Pesawat Garuda Indonesia (GIAA)
Korporasi

Beda Arah Laba dan Pendapatan GIAA di Kuartal III-2024

  • Emiten penerbangan PT Garuda Indonesia Tbk (GIAA) sepanjang kuartal III-2024 berhasil mencatatkan kenaikan pendapatan signifikan. Namun, ini berbanding terbalik dengan rugi bersih perseroan yang malah melesat.

Korporasi

Alvin Pasza Bagaskara

JAKARTA – Emiten penerbangan PT Garuda Indonesia Tbk (GIAA) sepanjang kuartal III-2024 berhasil mencatatkan kenaikan pendapatan signifikan. Namun, ini berbanding terbalik dengan rugi bersih perseroan yang malah melesat. 

Berdasarkan laporan keuangan yang dipublikasikan di Bursa Efek Indonesia pada Kamis, 31 Oktober 2024, Garuda Indonesia mencatat pendapatan sebesar US$2,56 miliar pada kuartal III-2024, meningkat sekitar 14,7% dibandingkan periode yang sama tahun lalu yang sebesar US$2,23 miliar.

Kenaikan pendapatan ini didorong terutama oleh peningkatan dari penerbangan berjadwal, yang mencapai US$2,02 miliar, dibandingkan dengan tahun lalu yang tercatat sebesar US$1,72 miliar. Selain itu, pendapatan dari penerbangan tidak berjadwal juga naik, dari US$274,26 juta pada 2023 menjadi US$291,16 juta pada 2024.

Namun, peningkatan pendapatan ini tidak diikuti dengan perbaikan pada laba perusahaan. Rugi bersih yang dapat diatribusikan kepada entitas induk meningkat menjadi US$131,22 juta pada 2024, naik dari rugi bersih sebesar US$72,38 juta pada 2023. 

Ini menunjukkan bahwa meskipun pendapatan tumbuh, beban operasional yang signifikan masih membebani kinerja perusahaan. Diketahui beberapa pos beban mengalami kenaikan yang cukup signifikan. 

Adapun beban operasional penerbangan meningkat dari US$243,85 juta pada 2023 menjadi US$253,66 juta pada 2024. Beban pemeliharaan dan perbaikan juga melonjak tajam dari US$123,57 juta pada 2023 menjadi US$197,03 juta pada 2024. 

Selain itu, beban kebandaraan bertambah dari US$154,77 juta pada tahun lalu menjadi US$190,97 juta pada tahun ini, sedangkan beban umum dan administrasi naik dari US$129,08 juta menjadi US$158,53 juta pada 2024.

Neraca Keuangan

Dari sisi neraca keuangan, perusahaan mengalami penurunan total aset hingga akhir September 2024 menjadi US$6,51 miliar dari US$6,73 miliar pada akhir tahun 2023. Penurunan ini terutama disebabkan oleh berkurangnya aset tetap dan aset hak-guna sebagai dampak dari amortisasi dan depresiasi yang berlangsung selama periode tersebut.

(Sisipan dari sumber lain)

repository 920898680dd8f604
pub mod config;
pub mod error;
pub mod telemetry;
pub mod workflows;
use super::{CleanupAdvice, DiagnosisType};

/// Fixed copy shown for a diagnosis category.
pub(crate) struct OutcomeProfile {
    pub emoji: &'static str,
    pub title: &'static str,
    pub diagnosis: &'static str,
    pub news_forecast: &'static str,
    pub cleanup_advice: &'static [CleanupAdvice],
}

pub(crate) fn profile(kind: DiagnosisType) -> &'static OutcomeProfile {
    match kind {
        DiagnosisType::Gambler => &GAMBLER,
        DiagnosisType::Safekeeper => &SAFEKEEPER,
        DiagnosisType::Trendy => &TRENDY,
        DiagnosisType::Balanced => &BALANCED,
        DiagnosisType::Landlord => &LANDLORD,
    }
}

static GAMBLER: OutcomeProfile = OutcomeProfile {
    emoji: "🎰",
    title: "ギャンブラー型",
    diagnosis: "攻めの姿勢は見事ですが、資産の大半が値動きの激しい株式と暗号通貨に集中しています。相場が好調なうちは大きなリターンが期待できる一方、急落局面では資産が一気に目減りするリスクを抱えています。",
    news_forecast: "2026年は金利動向や規制強化のニュースで、リスク資産が大きく揺さぶられる場面がありそうです。「史上最高値」と「急落」の見出しが交互に並ぶ一年になるかもしれません。",
    cleanup_advice: &[
        CleanupAdvice {
            action: "利益の一部を確定する",
            description: "値上がりした銘柄から少しずつ利益を確定し、現金や債券に振り分けておきましょう。",
        },
        CleanupAdvice {
            action: "暗号通貨の比率に上限を決める",
            description: "「ここまで」と決めた比率を超えたら、機械的にリバランスするルールを作りましょう。",
        },
        CleanupAdvice {
            action: "生活防衛資金を確保する",
            description: "生活費の6か月分程度は、すぐに引き出せる預貯金で持っておくと安心です。",
        },
    ],
};

static SAFEKEEPER: OutcomeProfile = OutcomeProfile {
    emoji: "🏦",
    title: "金庫番型",
    diagnosis: "守りは鉄壁です。急な出費や暴落にも動じない安定感がある一方、インフレが進むと現金の実質的な価値はじわじわと目減りしていきます。",
    news_forecast: "2026年も物価上昇が話題になりそうです。預金金利が上がっても、インフレ率に追いつかない「実質マイナス」の状態が続く可能性があります。",
    cleanup_advice: &[
        CleanupAdvice {
            action: "余剰資金の一部を投資に回す",
            description: "生活防衛資金を除いた余剰資金から、少額ずつ積立投資を始めてみましょう。",
        },
        CleanupAdvice {
            action: "新NISAの非課税枠を活用する",
            description: "非課税のメリットを活かし、インデックスファンドでの長期運用を検討しましょう。",
        },
        CleanupAdvice {
            action: "金の比率を見直す",
            description: "金は守りに強い資産ですが、利息や配当を生みません。比率が高すぎないか確認しましょう。",
        },
    ],
};

static BALANCED: OutcomeProfile = OutcomeProfile {
    emoji: "🎓",
    title: "優等生型",
    diagnosis: "インデックスファンドやETFを軸にした、お手本のような分散型ポートフォリオです。長期・積立・分散の基本を押さえており、大きく崩れにくい構成です。",
    news_forecast: "2026年も全世界株式や米国株インデックスが話題の中心になりそうです。短期的な値動きに惑わされず、淡々と積み立てを続けた人が報われる一年になるでしょう。",
    cleanup_advice: &[
        CleanupAdvice {
            action: "年に一度のリバランス",
            description: "値上がりで比率がずれた資産を、年に一度元の配分に戻しましょう。",
        },
        CleanupAdvice {
            action: "ファンドの重複を整理する",
            description: "似た指数に連動するファンドを複数持っていないか確認し、コストの低いものに集約しましょう。",
        },
        CleanupAdvice {
            action: "出口戦略を考えておく",
            description: "取り崩しの時期や方法を今のうちに決めておくと、相場に左右されずに済みます。",
        },
    ],
};

static LANDLORD: OutcomeProfile = OutcomeProfile {
    emoji: "🏠",
    title: "大家さん型",
    diagnosis: "家賃収入という安定したキャッシュフローを持つ、インフレに強いポートフォリオです。ただし不動産はすぐに現金化しにくく、金利上昇や空室リスクの影響を受けやすい点に注意が必要です。",
    news_forecast: "2026年は金利の動きが不動産市場の大きなテーマになりそうです。ローン金利の上昇が利回りを圧迫するニュースに注目しておきましょう。",
    cleanup_advice: &[
        CleanupAdvice {
            action: "ローン金利を確認する",
            description: "変動金利で借りている場合は、金利が上がったときの返済額を試算しておきましょう。",
        },
        CleanupAdvice {
            action: "流動性の高い資産を増やす",
            description: "修繕や空室に備えて、すぐに使える現金や投資信託の比率を少し高めましょう。",
        },
        CleanupAdvice {
            action: "物件の収支を棚卸しする",
            description: "各物件の実質利回りを計算し、保有を続けるか売却するかを見直しましょう。",
        },
    ],
};

static TRENDY: OutcomeProfile = OutcomeProfile {
    emoji: "🦗",
    title: "イナゴ型",
    diagnosis: "特定の資産に偏らず、そのとき話題の投資先に少しずつ手を出している印象です。柔軟さは強みですが、軸となる方針がないと、気づけば高値づかみを繰り返してしまうかもしれません。",
    news_forecast: "2026年も新しい投資テーマが次々と話題になるでしょう。SNSで盛り上がった銘柄ほど、ニュースになった時点ではすでに割高かもしれません。",
    cleanup_advice: &[
        CleanupAdvice {
            action: "投資の目的を書き出す",
            description: "何のために、いつまでに、いくら必要なのかを明確にして、資産配分の軸を決めましょう。",
        },
        CleanupAdvice {
            action: "保有資産を棚卸しする",
            description: "なんとなく買ったまま放置している資産がないか確認し、整理しましょう。",
        },
        CleanupAdvice {
            action: "積立の仕組みを作る",
            description: "話題に左右されないよう、毎月決まった額を自動で積み立てる仕組みを作りましょう。",
        },
    ],
};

Di sisi liabilitas, Garuda Indonesia mencatat peningkatan pada liabilitas jangka pendek, yang naik dari US$1,17 miliar di akhir 2023 menjadi US$1,24 miliar per 30 September 2024. Kenaikan ini dipicu oleh peningkatan utang usaha, akrual, serta pendapatan diterima dimuka.

Sementara itu, liabilitas jangka panjang mengalami sedikit penurunan dari US$6,85 miliar menjadi US$6,68 miliar. Penurunan ini terutama disebabkan oleh pengurangan liabilitas sewa dan biaya estimasi pengembalian pesawat.

Sementara itu, sisi ekuitas menunjukkan penurunan yang mengkhawatirkan, dengan saldo negatif sebesar US$(1,41) miliar pada akhir September 2024, dibandingkan US$(1,28) miliar di akhir 2023. 

Defisit yang berkelanjutan ini mencerminkan kerugian bersih yang terus dialami oleh Garuda Indonesia, sekaligus mengindikasikan tantangan berat dalam upaya perusahaan untuk meningkatkan profitabilitas.